Find the string "draws" in the records. Copy every line it appears in.

╭─ Source material

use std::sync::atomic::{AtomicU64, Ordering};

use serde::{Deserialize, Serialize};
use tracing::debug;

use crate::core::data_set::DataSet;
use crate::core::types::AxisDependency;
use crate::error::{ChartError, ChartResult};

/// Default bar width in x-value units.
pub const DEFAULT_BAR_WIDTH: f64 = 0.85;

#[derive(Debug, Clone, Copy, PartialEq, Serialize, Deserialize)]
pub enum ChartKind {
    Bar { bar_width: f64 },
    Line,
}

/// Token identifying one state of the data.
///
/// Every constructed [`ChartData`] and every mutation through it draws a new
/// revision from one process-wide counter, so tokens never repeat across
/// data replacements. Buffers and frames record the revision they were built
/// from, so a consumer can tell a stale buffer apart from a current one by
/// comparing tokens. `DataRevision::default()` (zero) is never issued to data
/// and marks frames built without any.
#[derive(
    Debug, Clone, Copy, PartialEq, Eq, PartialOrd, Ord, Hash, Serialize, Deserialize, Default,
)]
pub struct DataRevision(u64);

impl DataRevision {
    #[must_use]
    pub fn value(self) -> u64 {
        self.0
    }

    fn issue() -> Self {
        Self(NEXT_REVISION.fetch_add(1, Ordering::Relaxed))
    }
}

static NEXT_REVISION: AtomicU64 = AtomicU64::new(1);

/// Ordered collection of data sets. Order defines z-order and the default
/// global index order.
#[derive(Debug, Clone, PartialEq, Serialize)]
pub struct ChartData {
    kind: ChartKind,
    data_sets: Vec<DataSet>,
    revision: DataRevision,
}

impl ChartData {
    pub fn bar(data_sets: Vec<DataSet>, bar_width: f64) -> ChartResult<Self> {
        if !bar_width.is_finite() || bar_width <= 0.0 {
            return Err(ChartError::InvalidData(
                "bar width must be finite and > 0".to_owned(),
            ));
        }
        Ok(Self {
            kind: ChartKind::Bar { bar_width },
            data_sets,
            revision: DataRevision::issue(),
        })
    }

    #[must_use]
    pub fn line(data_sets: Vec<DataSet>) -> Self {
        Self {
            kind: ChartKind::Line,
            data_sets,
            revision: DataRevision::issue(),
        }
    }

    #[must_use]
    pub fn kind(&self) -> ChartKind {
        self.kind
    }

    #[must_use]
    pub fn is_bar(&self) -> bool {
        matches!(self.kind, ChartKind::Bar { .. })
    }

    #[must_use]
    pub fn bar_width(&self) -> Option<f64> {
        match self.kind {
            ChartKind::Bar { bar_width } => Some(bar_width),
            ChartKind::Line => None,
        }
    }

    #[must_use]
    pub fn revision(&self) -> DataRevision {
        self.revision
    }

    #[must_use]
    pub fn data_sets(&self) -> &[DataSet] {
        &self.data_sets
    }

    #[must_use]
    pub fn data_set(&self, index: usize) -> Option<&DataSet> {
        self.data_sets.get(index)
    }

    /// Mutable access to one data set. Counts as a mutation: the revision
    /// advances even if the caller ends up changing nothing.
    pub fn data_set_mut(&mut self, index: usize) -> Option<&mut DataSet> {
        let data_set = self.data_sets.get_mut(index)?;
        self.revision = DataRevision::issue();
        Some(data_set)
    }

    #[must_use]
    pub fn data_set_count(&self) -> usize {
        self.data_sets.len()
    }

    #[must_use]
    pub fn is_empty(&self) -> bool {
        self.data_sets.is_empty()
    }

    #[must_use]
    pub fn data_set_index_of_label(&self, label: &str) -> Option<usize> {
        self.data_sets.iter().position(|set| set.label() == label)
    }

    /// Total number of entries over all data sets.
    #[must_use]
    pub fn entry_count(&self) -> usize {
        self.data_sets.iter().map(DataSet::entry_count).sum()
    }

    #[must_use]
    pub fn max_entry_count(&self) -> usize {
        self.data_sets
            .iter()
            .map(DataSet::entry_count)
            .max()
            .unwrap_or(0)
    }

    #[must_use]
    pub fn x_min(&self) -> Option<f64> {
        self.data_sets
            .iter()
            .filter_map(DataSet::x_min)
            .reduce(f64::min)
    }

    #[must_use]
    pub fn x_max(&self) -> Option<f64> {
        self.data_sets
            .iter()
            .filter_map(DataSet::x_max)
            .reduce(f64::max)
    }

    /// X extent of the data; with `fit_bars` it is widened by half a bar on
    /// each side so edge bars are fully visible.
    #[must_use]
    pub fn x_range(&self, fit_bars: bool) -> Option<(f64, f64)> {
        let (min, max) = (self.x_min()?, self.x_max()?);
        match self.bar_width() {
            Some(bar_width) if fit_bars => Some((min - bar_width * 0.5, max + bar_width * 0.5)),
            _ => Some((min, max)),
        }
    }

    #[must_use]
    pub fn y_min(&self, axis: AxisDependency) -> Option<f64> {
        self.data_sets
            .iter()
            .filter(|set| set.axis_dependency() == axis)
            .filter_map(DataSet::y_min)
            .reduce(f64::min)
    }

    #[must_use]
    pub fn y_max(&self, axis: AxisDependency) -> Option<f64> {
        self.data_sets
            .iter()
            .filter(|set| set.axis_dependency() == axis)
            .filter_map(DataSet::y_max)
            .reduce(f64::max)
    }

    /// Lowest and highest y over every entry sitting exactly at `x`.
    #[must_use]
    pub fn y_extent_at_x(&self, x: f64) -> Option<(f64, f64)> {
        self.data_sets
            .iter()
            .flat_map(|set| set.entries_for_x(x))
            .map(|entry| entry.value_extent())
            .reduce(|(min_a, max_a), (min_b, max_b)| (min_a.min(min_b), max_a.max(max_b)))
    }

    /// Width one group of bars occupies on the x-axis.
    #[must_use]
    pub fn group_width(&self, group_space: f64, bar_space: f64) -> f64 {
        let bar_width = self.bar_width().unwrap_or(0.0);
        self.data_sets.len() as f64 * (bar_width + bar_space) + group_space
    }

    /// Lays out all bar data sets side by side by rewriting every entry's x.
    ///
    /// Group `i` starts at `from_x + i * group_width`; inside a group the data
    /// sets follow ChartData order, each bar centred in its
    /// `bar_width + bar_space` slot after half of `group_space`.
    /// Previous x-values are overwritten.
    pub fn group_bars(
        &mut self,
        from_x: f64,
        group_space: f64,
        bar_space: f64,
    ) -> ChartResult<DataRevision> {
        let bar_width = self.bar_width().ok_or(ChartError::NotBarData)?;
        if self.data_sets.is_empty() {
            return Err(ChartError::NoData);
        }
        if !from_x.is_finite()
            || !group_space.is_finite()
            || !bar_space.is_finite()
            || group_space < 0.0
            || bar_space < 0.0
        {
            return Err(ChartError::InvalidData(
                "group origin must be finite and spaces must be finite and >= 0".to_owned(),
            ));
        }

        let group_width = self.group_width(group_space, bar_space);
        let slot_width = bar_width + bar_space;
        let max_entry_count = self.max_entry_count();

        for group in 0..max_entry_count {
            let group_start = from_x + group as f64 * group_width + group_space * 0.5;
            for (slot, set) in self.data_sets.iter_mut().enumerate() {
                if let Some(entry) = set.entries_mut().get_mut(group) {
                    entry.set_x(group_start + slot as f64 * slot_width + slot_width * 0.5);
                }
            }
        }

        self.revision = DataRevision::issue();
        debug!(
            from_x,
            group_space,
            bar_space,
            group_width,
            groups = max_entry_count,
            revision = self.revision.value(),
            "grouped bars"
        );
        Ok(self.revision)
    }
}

╰─
╭─ Source material

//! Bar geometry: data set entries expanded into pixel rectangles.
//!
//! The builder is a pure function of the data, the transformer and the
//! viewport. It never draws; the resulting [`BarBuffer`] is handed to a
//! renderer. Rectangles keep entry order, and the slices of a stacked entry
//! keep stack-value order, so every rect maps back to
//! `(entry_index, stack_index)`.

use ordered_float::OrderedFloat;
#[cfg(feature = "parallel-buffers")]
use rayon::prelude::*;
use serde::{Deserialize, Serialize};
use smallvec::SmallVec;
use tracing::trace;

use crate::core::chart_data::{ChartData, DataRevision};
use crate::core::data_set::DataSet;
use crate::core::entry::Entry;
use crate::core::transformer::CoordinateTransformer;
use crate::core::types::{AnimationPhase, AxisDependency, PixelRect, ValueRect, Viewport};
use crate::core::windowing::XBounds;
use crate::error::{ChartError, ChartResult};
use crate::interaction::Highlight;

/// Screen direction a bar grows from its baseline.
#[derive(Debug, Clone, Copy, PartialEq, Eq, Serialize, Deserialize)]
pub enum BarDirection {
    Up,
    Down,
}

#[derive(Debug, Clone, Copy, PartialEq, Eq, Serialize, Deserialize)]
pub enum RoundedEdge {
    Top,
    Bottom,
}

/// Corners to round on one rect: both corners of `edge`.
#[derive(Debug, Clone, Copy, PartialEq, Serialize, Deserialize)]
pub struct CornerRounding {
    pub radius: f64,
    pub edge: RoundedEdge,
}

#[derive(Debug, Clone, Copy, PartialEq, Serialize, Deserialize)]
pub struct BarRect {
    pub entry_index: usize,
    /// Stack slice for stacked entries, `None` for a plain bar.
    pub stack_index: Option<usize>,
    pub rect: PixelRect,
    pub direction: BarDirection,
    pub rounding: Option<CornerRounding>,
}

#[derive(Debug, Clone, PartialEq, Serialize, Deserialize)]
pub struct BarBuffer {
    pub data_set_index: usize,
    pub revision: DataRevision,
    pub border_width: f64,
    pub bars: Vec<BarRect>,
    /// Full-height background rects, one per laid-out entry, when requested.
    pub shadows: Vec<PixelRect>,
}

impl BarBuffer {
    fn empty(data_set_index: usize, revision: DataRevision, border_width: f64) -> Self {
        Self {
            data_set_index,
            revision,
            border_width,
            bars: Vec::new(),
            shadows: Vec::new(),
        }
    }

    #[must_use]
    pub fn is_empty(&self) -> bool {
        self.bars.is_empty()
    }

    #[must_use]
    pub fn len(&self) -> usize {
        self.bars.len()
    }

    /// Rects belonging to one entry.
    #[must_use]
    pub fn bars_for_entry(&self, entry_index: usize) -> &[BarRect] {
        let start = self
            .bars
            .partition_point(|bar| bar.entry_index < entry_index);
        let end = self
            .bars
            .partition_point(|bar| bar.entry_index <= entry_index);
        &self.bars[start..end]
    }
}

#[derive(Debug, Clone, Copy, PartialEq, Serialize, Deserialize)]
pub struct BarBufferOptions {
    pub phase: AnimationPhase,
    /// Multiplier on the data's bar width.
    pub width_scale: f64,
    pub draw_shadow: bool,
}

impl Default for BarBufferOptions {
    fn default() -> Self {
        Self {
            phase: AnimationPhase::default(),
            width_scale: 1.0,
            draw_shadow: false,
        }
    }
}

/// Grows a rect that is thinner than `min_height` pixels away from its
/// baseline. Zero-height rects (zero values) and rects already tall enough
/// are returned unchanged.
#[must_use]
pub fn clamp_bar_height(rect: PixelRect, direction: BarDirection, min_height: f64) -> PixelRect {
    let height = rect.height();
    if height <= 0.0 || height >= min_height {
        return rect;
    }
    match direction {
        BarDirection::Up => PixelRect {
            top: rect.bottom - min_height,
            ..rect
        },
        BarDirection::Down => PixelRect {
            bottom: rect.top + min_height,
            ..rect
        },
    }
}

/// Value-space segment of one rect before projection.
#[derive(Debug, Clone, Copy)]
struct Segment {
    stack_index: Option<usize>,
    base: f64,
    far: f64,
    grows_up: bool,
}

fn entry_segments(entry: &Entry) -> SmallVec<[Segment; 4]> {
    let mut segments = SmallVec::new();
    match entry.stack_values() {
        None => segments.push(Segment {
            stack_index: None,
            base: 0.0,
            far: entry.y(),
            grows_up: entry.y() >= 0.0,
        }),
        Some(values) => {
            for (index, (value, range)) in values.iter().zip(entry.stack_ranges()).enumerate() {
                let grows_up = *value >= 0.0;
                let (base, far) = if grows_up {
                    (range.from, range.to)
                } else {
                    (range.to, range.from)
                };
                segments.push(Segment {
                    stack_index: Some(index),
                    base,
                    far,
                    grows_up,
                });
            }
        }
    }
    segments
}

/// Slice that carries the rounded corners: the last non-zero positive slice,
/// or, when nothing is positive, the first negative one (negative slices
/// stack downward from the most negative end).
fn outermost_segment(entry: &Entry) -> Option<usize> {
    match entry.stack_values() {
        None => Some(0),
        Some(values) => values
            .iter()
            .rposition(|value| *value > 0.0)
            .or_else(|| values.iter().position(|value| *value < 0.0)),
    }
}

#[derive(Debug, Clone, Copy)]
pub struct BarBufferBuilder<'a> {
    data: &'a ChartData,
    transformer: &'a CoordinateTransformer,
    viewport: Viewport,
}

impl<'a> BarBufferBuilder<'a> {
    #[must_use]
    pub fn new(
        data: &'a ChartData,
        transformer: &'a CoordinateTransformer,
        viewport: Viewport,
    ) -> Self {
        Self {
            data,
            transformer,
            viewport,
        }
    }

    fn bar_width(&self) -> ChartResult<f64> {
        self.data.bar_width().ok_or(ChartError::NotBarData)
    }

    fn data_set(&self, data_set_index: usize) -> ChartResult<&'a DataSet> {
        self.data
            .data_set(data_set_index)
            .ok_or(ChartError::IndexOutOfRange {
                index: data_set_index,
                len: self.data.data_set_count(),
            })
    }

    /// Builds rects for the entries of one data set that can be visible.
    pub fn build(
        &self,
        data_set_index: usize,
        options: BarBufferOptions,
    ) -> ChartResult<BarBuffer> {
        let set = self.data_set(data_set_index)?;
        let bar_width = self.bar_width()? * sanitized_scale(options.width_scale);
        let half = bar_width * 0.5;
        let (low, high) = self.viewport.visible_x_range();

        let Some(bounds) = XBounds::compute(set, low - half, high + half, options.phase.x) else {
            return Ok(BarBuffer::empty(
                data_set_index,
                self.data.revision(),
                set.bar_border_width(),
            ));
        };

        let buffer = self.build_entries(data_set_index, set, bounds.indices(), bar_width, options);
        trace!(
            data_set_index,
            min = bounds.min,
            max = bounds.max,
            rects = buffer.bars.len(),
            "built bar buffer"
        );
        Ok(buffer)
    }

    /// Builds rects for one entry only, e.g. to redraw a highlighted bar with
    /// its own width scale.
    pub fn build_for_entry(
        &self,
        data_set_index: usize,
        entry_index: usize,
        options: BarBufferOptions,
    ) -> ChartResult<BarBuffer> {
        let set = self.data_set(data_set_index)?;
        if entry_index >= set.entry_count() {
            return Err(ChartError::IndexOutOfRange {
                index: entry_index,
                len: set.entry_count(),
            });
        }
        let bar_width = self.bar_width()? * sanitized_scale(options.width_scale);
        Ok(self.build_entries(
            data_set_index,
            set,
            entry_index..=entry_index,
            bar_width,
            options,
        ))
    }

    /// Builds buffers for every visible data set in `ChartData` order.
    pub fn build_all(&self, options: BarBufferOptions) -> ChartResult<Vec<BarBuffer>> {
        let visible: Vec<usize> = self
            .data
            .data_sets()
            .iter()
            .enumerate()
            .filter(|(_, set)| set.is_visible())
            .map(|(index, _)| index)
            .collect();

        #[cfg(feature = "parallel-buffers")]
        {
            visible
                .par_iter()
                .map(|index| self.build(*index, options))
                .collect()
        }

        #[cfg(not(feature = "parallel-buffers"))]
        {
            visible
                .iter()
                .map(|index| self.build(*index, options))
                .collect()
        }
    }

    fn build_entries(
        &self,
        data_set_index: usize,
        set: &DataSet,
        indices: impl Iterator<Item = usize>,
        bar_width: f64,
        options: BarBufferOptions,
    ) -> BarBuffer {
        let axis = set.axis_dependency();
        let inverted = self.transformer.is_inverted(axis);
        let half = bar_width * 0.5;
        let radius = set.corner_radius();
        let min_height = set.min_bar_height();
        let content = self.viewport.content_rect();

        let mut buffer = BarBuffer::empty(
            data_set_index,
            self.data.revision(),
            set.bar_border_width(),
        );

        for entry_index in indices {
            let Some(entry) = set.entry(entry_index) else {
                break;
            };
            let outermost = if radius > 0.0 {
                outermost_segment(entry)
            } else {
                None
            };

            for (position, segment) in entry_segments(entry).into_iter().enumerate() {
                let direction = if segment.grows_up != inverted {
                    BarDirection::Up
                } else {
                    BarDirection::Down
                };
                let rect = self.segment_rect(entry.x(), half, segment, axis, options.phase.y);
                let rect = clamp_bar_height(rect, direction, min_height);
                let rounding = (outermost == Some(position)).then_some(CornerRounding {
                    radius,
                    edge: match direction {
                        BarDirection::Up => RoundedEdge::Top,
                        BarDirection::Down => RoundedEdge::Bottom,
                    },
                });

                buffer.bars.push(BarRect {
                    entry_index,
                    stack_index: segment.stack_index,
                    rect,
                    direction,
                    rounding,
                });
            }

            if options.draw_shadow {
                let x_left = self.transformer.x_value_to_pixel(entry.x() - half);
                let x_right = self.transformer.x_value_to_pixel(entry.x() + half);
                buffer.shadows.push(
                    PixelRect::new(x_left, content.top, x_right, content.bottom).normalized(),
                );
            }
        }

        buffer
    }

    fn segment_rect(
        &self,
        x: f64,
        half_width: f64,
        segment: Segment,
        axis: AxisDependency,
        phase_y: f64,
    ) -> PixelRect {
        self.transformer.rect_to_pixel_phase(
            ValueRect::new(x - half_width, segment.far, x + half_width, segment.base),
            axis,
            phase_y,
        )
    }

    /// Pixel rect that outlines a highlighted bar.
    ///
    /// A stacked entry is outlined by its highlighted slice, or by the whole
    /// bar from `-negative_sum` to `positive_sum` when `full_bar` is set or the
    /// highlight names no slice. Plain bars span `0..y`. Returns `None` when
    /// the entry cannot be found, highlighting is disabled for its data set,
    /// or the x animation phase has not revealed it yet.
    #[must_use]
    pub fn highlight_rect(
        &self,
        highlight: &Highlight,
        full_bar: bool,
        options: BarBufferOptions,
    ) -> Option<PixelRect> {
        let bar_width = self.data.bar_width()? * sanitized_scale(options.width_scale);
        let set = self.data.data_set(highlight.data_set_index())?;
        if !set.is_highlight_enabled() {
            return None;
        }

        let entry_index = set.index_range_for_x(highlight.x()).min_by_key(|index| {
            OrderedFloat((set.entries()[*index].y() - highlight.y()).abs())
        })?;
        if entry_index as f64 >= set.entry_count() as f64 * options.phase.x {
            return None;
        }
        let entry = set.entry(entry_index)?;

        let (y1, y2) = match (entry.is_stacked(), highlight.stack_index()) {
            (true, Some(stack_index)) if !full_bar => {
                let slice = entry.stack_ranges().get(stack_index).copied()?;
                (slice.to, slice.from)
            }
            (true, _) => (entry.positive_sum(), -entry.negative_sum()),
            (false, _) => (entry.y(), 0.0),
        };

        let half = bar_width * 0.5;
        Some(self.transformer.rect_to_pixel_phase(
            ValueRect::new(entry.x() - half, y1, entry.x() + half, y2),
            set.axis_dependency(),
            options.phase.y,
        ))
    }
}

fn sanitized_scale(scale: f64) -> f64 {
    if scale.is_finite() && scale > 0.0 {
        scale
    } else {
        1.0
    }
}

╰─

The answer =
/// Every constructed [`ChartData`] and every mutation through it draws a new
//! viewport. It never draws; the resulting [`BarBuffer`] is handed to a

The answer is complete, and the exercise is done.